TASK DETAILS: Would you return, word for word, the lines of the data below from the line with "let asset = self" through the line with "pub use oral_argument::OralArgumentIndex;", and no others?

Stored data
-------

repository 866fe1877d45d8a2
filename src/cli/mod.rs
pub mod commands;

pub use commands::{Cli, Commands};
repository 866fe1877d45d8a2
use std::collections::HashSet;

use crate::domain::{Candidate, LocalAsset};
use crate::errors::{FeederError, FeederResult};
use crate::services::asset_service::{AssetFetcher, AssetService};
use crate::sources::CandidateSource;
use crate::storage::FeedStore;

/// Candidates whose identifier is not in `existing`, in discovery order.
/// A repeated identifier within the batch keeps only its first occurrence.
pub fn select_new(candidates: Vec<Candidate>, existing: &HashSet<String>) -> Vec<Candidate> {
    let mut seen: HashSet<String> = HashSet::new();

    candidates
        .into_iter()
        .filter(|c| {
            if existing.contains(&c.identifier) {
                return false;
            }
            if !seen.insert(c.identifier.clone()) {
                tracing::debug!(
                    identifier = %c.identifier,
                    "identifier listed more than once, keeping the first"
                );
                return false;
            }
            true
        })
        .collect()
}

#[derive(Debug, Clone, Copy, Default)]
pub struct SyncOptions {
    /// Report what would be added without downloading or writing
    pub dry_run: bool,
    /// Write all new items in one rewrite at the end of the run
    pub batch: bool,
}

/// Progress notifications emitted while a run advances
#[derive(Debug)]
pub enum SyncEvent<'a> {
    Discovered { source: &'a str, count: usize },
    Existing { count: usize },
    Selected { count: usize },
    Processing { candidate: &'a Candidate },
    Downloaded { asset: &'a LocalAsset },
    Reused { asset: &'a LocalAsset },
    Appended { identifier: &'a str },
    /// The store already held this guid and wrote nothing
    Skipped { identifier: &'a str },
}

#[derive(Debug, Default)]
pub struct SyncReport {
    pub discovered: usize,
    pub existing: usize,
    /// New candidates, in the order they were (or would be) processed
    pub selected: Vec<Candidate>,
    pub appended: Vec<String>,
    pub downloaded: usize,
    pub reused: usize,
}

pub struct SyncService<S: CandidateSource, F: AssetFetcher, T: FeedStore> {
    source: S,
    assets: AssetService<F>,
    store: T,
}

impl<S: CandidateSource, F: AssetFetcher, T: FeedStore> SyncService<S, F, T> {
    pub fn new(source: S, assets: AssetService<F>, store: T) -> Self {
        Self {
            source,
            assets,
            store,
        }
    }

    /// List, deduplicate, download and append. Items appended before a
    /// failure stay in the feed; the failing item is named in the error.
    pub fn run<E>(&self, options: SyncOptions, mut on_event: E) -> FeederResult<SyncReport>
    where
        E: FnMut(SyncEvent<'_>),
    {
        let mut report = SyncReport::default();

        let candidates = self.source.list_candidates()?;
        report.discovered = candidates.len();
        on_event(SyncEvent::Discovered {
            source: self.source.name(),
            count: report.discovered,
        });

        let existing = self.store.existing_identifiers()?;
        report.existing = existing.len();
        on_event(SyncEvent::Existing {
            count: report.existing,
        });

        let selected = select_new(candidates, &existing);
        on_event(SyncEvent::Selected {
            count: selected.len(),
        });

        if options.dry_run || selected.is_empty() {
            report.selected = selected;
            return Ok(report);
        }

        let mut pending = Vec::new();

        for candidate in &selected {
            on_event(SyncEvent::Processing { candidate });

            let asset = self
                .assets
                .ensure_local(candidate)
                .map_err(|e| FeederError::for_item(&candidate.identifier, e))?;

            if asset.reused {
                report.reused += 1;
                on_event(SyncEvent::Reused { asset: &asset });
            } else {
                report.downloaded += 1;
                on_event(SyncEvent::Downloaded { asset: &asset });
            }

            if options.batch {
                pending.push((candidate.clone(), asset));
                continue;
            }

            let written = self
                .store
                .append_entry(candidate, &asset)
                .map_err(|e| FeederError::for_item(&candidate.identifier, e))?;

            let identifier = candidate.identifier.as_str();
            if written {
                report.appended.push(identifier.to_string());
                on_event(SyncEvent::Appended { identifier });
            } else {
                on_event(SyncEvent::Skipped { identifier });
            }
        }

        if !pending.is_empty() {
            let written = self.store.append_entries(&pending)?;
            for (candidate, _) in &pending {
                let identifier = candidate.identifier.as_str();
                if written.iter().any(|id| id == identifier) {
                    report.appended.push(identifier.to_string());
                    on_event(SyncEvent::Appended { identifier });
                } else {
                    on_event(SyncEvent::Skipped { identifier });
                }
            }
        }

        report.selected = selected;
        Ok(report)
    }
}
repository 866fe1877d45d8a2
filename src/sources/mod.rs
pub mod oral_argument;
pub mod traits;

pub use oral_argument::OralArgumentIndex;
pub use traits::CandidateSource;
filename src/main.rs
use std::io::{self, Write};

use clap::Parser;
use tracing_subscriber::EnvFilter;

use cafc_feeder::cli::{Cli, Commands};
use cafc_feeder::config::Config;
use cafc_feeder::errors::{FeederError, FeederResult};
use cafc_feeder::http_client;
use cafc_feeder::services::{
    AssetService, HttpAssetFetcher, SyncEvent, SyncOptions, SyncService,
};
use cafc_feeder::sources::OralArgumentIndex;
use cafc_feeder::storage::{FeedStore, XmlFeedStore};

fn main() {
    if let Err(e) = run() {
        eprintln!("Error: {}", e);
        std::process::exit(1);
    }
}

fn run() -> FeederResult<()> {
    let cli = Cli::parse();

    // Load configuration (also picks up RUST_LOG from .env)
    let config = Config::from_env()?;
    init_tracing();

    let store = XmlFeedStore::new(config.feed_path.clone(), &config.base_url);

    match cli.command {
        Commands::Run { dry_run, batch } => cmd_run(&config, store, dry_run, batch),
        Commands::List { json } => cmd_list(store, json),
    }
}

fn init_tracing() {
    let filter = EnvFilter::try_from_default_env().unwrap_or_else(|_| EnvFilter::new("warn"));

    tracing_subscriber::fmt()
        .with_env_filter(filter)
        .with_target(false)
        .with_writer(io::stderr)
        .init();
}

fn cmd_run(config: &Config, store: XmlFeedStore, dry_run: bool, batch: bool) -> FeederResult<()> {
    let page_client = http_client::build(config, http_client::PAGE_TIMEOUT)?;
    let download_client = http_client::build(config, http_client::DOWNLOAD_TIMEOUT)?;

    let source = OralArgumentIndex::new(page_client, &config.index_url, config.strict_extraction)?;
    let assets = AssetService::new(HttpAssetFetcher::new(download_client), config.asset_dir.clone());
    let feed_path = store.path().display().to_string();
    let service = SyncService::new(source, assets, store);

    println!("Discovering recordings...");

    let options = SyncOptions { dry_run, batch };
    let report = service.run(options, |event| match event {
        SyncEvent::Discovered { source, count } => {
            println!("Found {} audio links on {}.", count, source);
            println!("Loading existing GUIDs from {}...", feed_path);
        }
        SyncEvent::Existing { count } => println!("Existing GUIDs in feed: {}", count),
        SyncEvent::Selected { count } => println!("New recordings to add: {}\n", count),
        SyncEvent::Processing { candidate } => {
            print!("  {} ({})... ", candidate.identifier, candidate.title);
            io::stdout().flush().ok();
        }
        SyncEvent::Downloaded { asset } => {
            print!("downloaded {} bytes, ", asset.length);
            finish_fetch_line(batch);
        }
        SyncEvent::Reused { asset } => {
            print!("{} already present ({} bytes), ", asset.file_name, asset.length);
            finish_fetch_line(batch);
        }
        SyncEvent::Appended { identifier } => {
            if batch {
                println!("  + {}", identifier);
            } else {
                println!("added");
            }
        }
        SyncEvent::Skipped { identifier } => {
            if batch {
                println!("  = {} (already in feed)", identifier);
            } else {
                println!("already in feed");
            }
        }
    });

    let report = match report {
        Ok(report) => report,
        Err(e @ FeederError::ItemFailed { .. }) => {
            println!("FAILED");
            return Err(e);
        }
        Err(e) => return Err(e),
    };

    if report.selected.is_empty() {
        println!("No new recordings. Feed is up to date.");
        return Ok(());
    }

    if dry_run {
        for candidate in &report.selected {
            println!("  [DRY RUN] {} - {}", candidate.identifier, candidate.title);
            println!("    {}", candidate.resource_url);
        }
        println!(
            "\nDry run complete. Would add {} recordings.",
            report.selected.len()
        );
        return Ok(());
    }

    println!(
        "\nAdded {} recordings ({} downloaded, {} already on disk).",
        report.appended.len(),
        report.downloaded,
        report.reused
    );

    Ok(())
}

/// In batch mode items are only queued here and written at the end
fn finish_fetch_line(batch: bool) {
    if batch {
        println!("queued");
    } else {
        io::stdout().flush().ok();
    }
}

fn cmd_list(store: XmlFeedStore, json: bool) -> FeederResult<()> {
    let entries = store.entries()?;

    if json {
        let output = serde_json::to_string_pretty(&entries).map_err(io::Error::from)?;
        println!("{}", output);
        return Ok(());
    }

    if entries.is_empty() {
        println!("No items in {}.", store.path().display());
        return Ok(());
    }

    println!("Items in {}:\n", store.path().display());
    for entry in entries {
        println!(
            "  {} [{}]",
            entry.title.as_deref().unwrap_or("(untitled)"),
            entry.guid.as_deref().unwrap_or("no guid")
        );
        if let Some(url) = entry.enclosure_url {
            println!("    {}", url);
        }
    }

    Ok(())
}
pub mod asset;
pub mod candidate;
pub mod entry;

pub use asset::LocalAsset;
pub use candidate::{Ambiguity, Candidate};
pub use entry::{Enclosure, EntrySummary, FeedEntry};
use std::fs::{self, File};
use std::io::Write;
use std::path::Path;

use tempfile::NamedTempFile;

use crate::errors::{FeederError, FeederResult};

/// Directory a temp file must live in so that renaming it onto `path`
/// stays on the same filesystem
pub fn parent_dir(path: &Path) -> &Path {
    path.parent()
        .filter(|p| !p.as_os_str().is_empty())
        .unwrap_or_else(|| Path::new("."))
}

/// Replace `path` with `contents`; readers see either the old file or the
/// new one, never a partial write
pub fn write_atomic(path: &Path, contents: &[u8]) -> FeederResult<()> {
    write_atomic_with(path, |file| {
        file.write_all(contents)
            .map_err(|e| FeederError::Persistence(e.to_string()))
    })
}

/// Like [`write_atomic`], but the caller fills the temp file. Errors from
/// `fill` are returned unchanged and the target is left untouched.
pub fn write_atomic_with<F>(path: &Path, fill: F) -> FeederResult<()>
where
    F: FnOnce(&mut File) -> FeederResult<()>,
{
    let persistence = |e: std::io::Error| {
        FeederError::Persistence(format!("{}: {}", path.display(), e))
    };

    let mut tmp = NamedTempFile::new_in(parent_dir(path)).map_err(persistence)?;

    fill(tmp.as_file_mut())?;
    tmp.as_file().sync_all().map_err(persistence)?;

    // Temp files are created owner-only; keep the target readable
    match fs::metadata(path) {
        Ok(meta) => fs::set_permissions(tmp.path(), meta.permissions()).map_err(persistence)?,
        Err(_) => set_default_permissions(tmp.path()).map_err(persistence)?,
    }

    tmp.persist(path).map_err(|e| persistence(e.error))?;
    Ok(())
}

#[cfg(unix)]
fn set_default_permissions(path: &Path) -> std::io::Result<()> {
    use std::os::unix::fs::PermissionsExt;
    fs::set_permissions(path, fs::Permissions::from_mode(0o644))
}

#[cfg(not(unix))]
fn set_default_permissions(_path: &Path) -> std::io::Result<()> {
    Ok(())
}

#[cfg(test)]
mod tests {
    use super::*;
    use tempfile::TempDir;

    #[test]
    fn test_parent_dir_of_bare_filename() {
        assert_eq!(parent_dir(Path::new("feed.xml")), Path::new("."));
        assert_eq!(parent_dir(Path::new("/srv/feed.xml")), Path::new("/srv"));
    }

    #[test]
    fn test_write_atomic_replaces_contents() {
        let dir = TempDir::new().unwrap();
        let path = dir.path().join("feed.xml");
        fs::write(&path, "old").unwrap();

        write_atomic(&path, b"new").unwrap();

        assert_eq!(fs::read_to_string(&path).unwrap(), "new");
    }

    #[test]
    fn test_failed_fill_leaves_target_untouched() {
        let dir = TempDir::new().unwrap();
        let path = dir.path().join("feed.xml");
        fs::write(&path, "old").unwrap();

        let result = write_atomic_with(&path, |file| {
            file.write_all(b"partial").unwrap();
            Err(FeederError::Persistence("boom".to_string()))
        });

        assert!(result.is_err());
        assert_eq!(fs::read_to_string(&path).unwrap(), "old");
        // Temp file is cleaned up on drop
        assert_eq!(fs::read_dir(dir.path()).unwrap().count(), 1);
    }

    #[test]
    fn test_unwritable_directory_is_persistence_error() {
        let dir = TempDir::new().unwrap();
        let path = dir.path().join("missing").join("feed.xml");

        let err = write_atomic(&path, b"data").unwrap_err();
        assert!(matches!(err, FeederError::Persistence(_)));
    }

    #[cfg(unix)]
    #[test]
    fn test_existing_permissions_kept() {
        use std::os::unix::fs::PermissionsExt;

        let dir = TempDir::new().unwrap();
        let path = dir.path().join("feed.xml");
        fs::write(&path, "old").unwrap();
        fs::set_permissions(&path, fs::Permissions::from_mode(0o640)).unwrap();

        write_atomic(&path, b"new").unwrap();

        let mode = fs::metadata(&path).unwrap().permissions().mode();
        assert_eq!(mode & 0o777, 0o640);
    }
}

-------

RESULT:
            let asset = self
                .assets
                .ensure_local(candidate)
                .map_err(|e| FeederError::for_item(&candidate.identifier, e))?;

            if asset.reused {
                report.reused += 1;
                on_event(SyncEvent::Reused { asset: &asset });
            } else {
                report.downloaded += 1;
                on_event(SyncEvent::Downloaded { asset: &asset });
            }

            if options.batch {
                pending.push((candidate.clone(), asset));
                continue;
            }

            let written = self
                .store
                .append_entry(candidate, &asset)
                .map_err(|e| FeederError::for_item(&candidate.identifier, e))?;

            let identifier = candidate.identifier.as_str();
            if written {
                report.appended.push(identifier.to_string());
                on_event(SyncEvent::Appended { identifier });
            } else {
                on_event(SyncEvent::Skipped { identifier });
            }
        }

        if !pending.is_empty() {
            let written = self.store.append_entries(&pending)?;
            for (candidate, _) in &pending {
                let identifier = candidate.identifier.as_str();
                if written.iter().any(|id| id == identifier) {
                    report.appended.push(identifier.to_string());
                    on_event(SyncEvent::Appended { identifier });
                } else {
                    on_event(SyncEvent::Skipped { identifier });
                }
            }
        }

        report.selected = selected;
        Ok(report)
    }
}
repository 866fe1877d45d8a2
filename src/sources/mod.rs
pub mod oral_argument;
pub mod traits;

pub use oral_argument::OralArgumentIndex;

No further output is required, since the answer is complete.